Proposition II: all the set which do not contain number 1 is proper class? Yes.
Because the power set which do not contain number 1 is also a set which do not contain number 1, it is not difficult to prove by contradiction, because it does not element 1, so its power set and can not contain element 1. So all of its power set does not contain elements 1. Assuming the real number set R after removing a number of set is named r, then the power set of all r is r1, r2, ... rn, ... all does not contain element 1, the third by the theorem of LiJunYu knowing it is proper class. Proposition III: all the set which do contain number 1 is proper class? Yes.

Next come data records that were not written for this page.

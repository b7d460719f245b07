//! Parent liveness watch for worker processes.
//!
//! A worker must not outlive its coordinator: an orphan serving on the shared
//! port has nobody to stop it. On Linux the worker waits on a pidfd for the
//! parent; elsewhere it polls `getppid()` until it is re-parented to init.

use std::time::Duration;

use nix::unistd::getppid;
use tokio::time::MissedTickBehavior;
use tracing::{debug, warn};

/// Exit code of a worker that lost its coordinator.
pub const ORPHAN_EXIT_CODE: i32 = 1;

/// How often the poll strategy checks the parent pid.
pub const POLL_INTERVAL: Duration = Duration::from_millis(500);

/// Pid that adopts orphaned processes.
const REAPER_PID: i32 = 1;

/// Strategy used to notice coordinator death.
#[derive(Debug, Clone, Copy, PartialEq, Eq)]
pub enum ParentWatch {
    /// Block on a handle to the parent process until it exits.
    Wait,
    /// Check the parent pid every [`POLL_INTERVAL`].
    Poll,
}

impl ParentWatch {
    /// The strategy supported by the build target.
    pub fn for_platform() -> Self {
        if cfg!(target_os = "linux") {
            Self::Wait
        } else {
            Self::Poll
        }
    }
}

/// Run forever, exiting the process once the coordinator is gone.
///
/// Meant to be spawned as a detached task inside the worker.
pub async fn watch_parent() {
    let strategy = ParentWatch::for_platform();
    debug!(?strategy, ppid = getppid().as_raw(), "Watching coordinator");

    wait_until_orphaned(strategy).await;

    warn!("Coordinator is gone, worker exiting");
    std::process::exit(ORPHAN_EXIT_CODE);
}

/// Resolve once the coordinator is detected dead.
pub async fn wait_until_orphaned(strategy: ParentWatch) {
    if strategy == ParentWatch::Wait {
        #[cfg(target_os = "linux")]
        {
            match wait_for_parent_exit().await {
                Ok(()) => return,
                Err(e) => debug!(error = %e, "pidfd unavailable, falling back to polling"),
            }
        }
    }

    poll_until_orphaned(|| getppid().as_raw(), POLL_INTERVAL).await;
}

async fn poll_until_orphaned<F>(mut parent_pid: F, interval: Duration)
where
    F: FnMut() -> i32,
{
    let mut ticker = tokio::time::interval(interval);
    ticker.set_missed_tick_behavior(MissedTickBehavior::Delay);
    loop {
        ticker.tick().await;
        if parent_pid() == REAPER_PID {
            return;
        }
    }
}

#[cfg(target_os = "linux")]
async fn wait_for_parent_exit() -> std::io::Result<()> {
    use tokio::io::Interest;
    use tokio::io::unix::AsyncFd;

    let ppid = getppid();
    if ppid.as_raw() == REAPER_PID {
        return Ok(());
    }

    let fd = pidfd_open(ppid.as_raw())?;
    // The parent may have died between getppid() and pidfd_open().
    if getppid() != ppid {
        return Ok(());
    }

    let fd = AsyncFd::with_interest(fd, Interest::READABLE)?;
    let _ready = fd.readable().await?;
    Ok(())
}

#[cfg(target_os = "linux")]
fn pidfd_open(pid: libc::pid_t) -> std::io::Result<std::os::fd::OwnedFd> {
    use std::os::fd::{FromRawFd, RawFd};

    // Safety: pidfd_open takes no pointers and returns a new fd or -1.
    let fd = unsafe { libc::syscall(libc::SYS_pidfd_open, pid, 0) };
    if fd < 0 {
        return Err(std::io::Error::last_os_error());
    }
    // Safety: the kernel just handed us ownership of this descriptor.
    Ok(unsafe { std::os::fd::OwnedFd::from_raw_fd(fd as RawFd) })
}
//! Command-line interface definitions using clap.

use clap::{Parser, Subcommand};
use std::path::PathBuf;

use prefork::logging::LogFormat;

/// Serve HTTP from a group of processes sharing one port.
#[derive(Parser, Debug)]
#[command(name = "prefork")]
#[command(author, version, about, long_about = None)]
pub struct Cli {
    /// Enable verbose output (-v for debug, -vv for trace).
    #[arg(short, long, action = clap::ArgAction::Count, global = true)]
    pub verbose: u8,

    /// Suppress all output except errors.
    #[arg(short, long, conflicts_with = "verbose", global = true)]
    pub quiet: bool,

    /// Log output format.
    #[arg(long, value_parser = parse_log_format, global = true)]
    pub log_format: Option<LogFormat>,

    /// Also write logs to this file.
    #[arg(long, global = true)]
    pub log_file: Option<PathBuf>,

    #[command(subcommand)]
    pub command: Commands,
}

/// Available subcommands.
#[derive(Subcommand, Debug)]
pub enum Commands {
    /// Start the prefork server.
    Serve(ServeArgs),
}

/// Arguments for the serve command.
#[derive(Parser, Debug)]
pub struct ServeArgs {
    /// Address every worker binds to.
    #[arg(long, env = "PREFORK_ADDR", default_value = "127.0.0.1:8080")]
    pub addr: String,

    /// Number of worker processes (default: one per CPU).
    #[arg(short, long, env = "PREFORK_WORKERS", value_parser = clap::value_parser!(u16).range(1..))]
    pub workers: Option<u16>,

    /// PEM certificate chain; enables TLS together with --tls-key.
    #[arg(long, requires = "tls_key")]
    pub tls_cert: Option<PathBuf>,

    /// PEM private key for --tls-cert.
    #[arg(long, requires = "tls_cert")]
    pub tls_key: Option<PathBuf>,
}

fn parse_log_format(s: &str) -> Result<LogFormat, String> {
    s.parse()
}
//! Coordinator/worker role detection.
//!
//! The coordinator tags every worker it spawns with a single environment
//! variable. That variable is the only thing carried across the exec
//! boundary, so classification is a pure function of the environment.

use std::ffi::OsStr;

/// Environment variable set on every spawned worker.
pub const WORKER_ENV_KEY: &str = "PREFORK_WORKER";

/// Sentinel value of [`WORKER_ENV_KEY`] marking a worker.
pub const WORKER_ENV_VALUE: &str = "1";

/// Role of the current process within a prefork group.
#[derive(Debug, Clone, Copy, PartialEq, Eq)]
pub enum ProcessRole {
    /// The originally invoked process; spawns and supervises workers.
    Coordinator,
    /// A spawned copy that binds the shared address and serves.
    Worker,
}

impl ProcessRole {
    /// Classify the current process from its environment.
    pub fn detect() -> Self {
        Self::from_marker(std::env::var_os(WORKER_ENV_KEY).as_deref())
    }

    /// Classify from the raw marker value. Only an exact sentinel match is a worker.
    pub fn from_marker(value: Option<&OsStr>) -> Self {
        match value {
            Some(v) if v == OsStr::new(WORKER_ENV_VALUE) => Self::Worker,
            _ => Self::Coordinator,
        }
    }

    pub fn is_worker(&self) -> bool {
        matches!(self, Self::Worker)
    }
}

impl std::fmt::Display for ProcessRole {
    fn fmt(&self, f: &mut std::fmt::Formatter<'_>) -> std::fmt::Result {
        match self {
            Self::Coordinator => write!(f, "coordinator"),
            Self::Worker => write!(f, "worker"),
        }
    }
}

/// Returns true iff this process was spawned as a prefork worker.
pub fn is_worker() -> bool {
    ProcessRole::detect().is_worker()
}

#[cfg(test)]
mod tests {
    use super::*;
    use serial_test::serial;

    #[test]
    fn test_from_marker_exact_match() {
        assert_eq!(
            ProcessRole::from_marker(Some(OsStr::new("1"))),
            ProcessRole::Worker
        );
    }

    #[test]
    fn test_from_marker_rejects_other_values() {
        for value in ["", "0", "true", " 1", "11"] {
            assert_eq!(
                ProcessRole::from_marker(Some(OsStr::new(value))),
                ProcessRole::Coordinator,
                "value {:?} must not classify as worker",
                value
            );
        }
        assert_eq!(ProcessRole::from_marker(None), ProcessRole::Coordinator);
    }

    #[test]
    #[serial]
    fn test_detect_reads_environment() {
        // Safety: serialized with every other test touching the marker.
        unsafe { std::env::set_var(WORKER_ENV_KEY, WORKER_ENV_VALUE) };
        assert!(is_worker());

        unsafe { std::env::remove_var(WORKER_ENV_KEY) };
        assert!(!is_worker());
    }

    #[test]
    #[serial]
    fn test_detect_is_stable() {
        let first = ProcessRole::detect();
        for _ in 0..100 {
            assert_eq!(ProcessRole::detect(), first);
        }
    }

    #[test]
    fn test_display() {
        assert_eq!(ProcessRole::Worker.to_string(), "worker");
        assert_eq!(ProcessRole::Coordinator.to_string(), "coordinator");
    }
}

Because the power set of real number set R must contain elements of {1}, after removing the brackets is the element 1, the power set which remove parentheses is one by one corresponding the power set of the original, only {1} into 1, so the brackets removed power set is same cardinality with the original set , which is the same cardinality, the same token, all the power set of real numbers R, exists corresponding same cardinality power set,which contains element 1, by the theorem of LiJunYu fourth and third theorems know it is proper class .
Then all the set which do not contain number 1 really meaningless it? Not. This is the problem of the complete works . If the set is a set of a fixed cardinality Xn, all within this subset of complete works and then discuss all the set does not contain 1, which makes sense, is not proper class. If the set is a set of proper class of all sets, the cardinality is limXn (n-->infinite), then the will be proper class . That is, any of "the set of all sets" made into a limited number count of subset , there must be one subset l is the proper class. On Russell's Paradox, "a set of all do
not contain themselves", also because it's complete works is a set of all sets, will be meaningless, if it is within a set which has fixed cardinality Xn, then meaningful carry on.。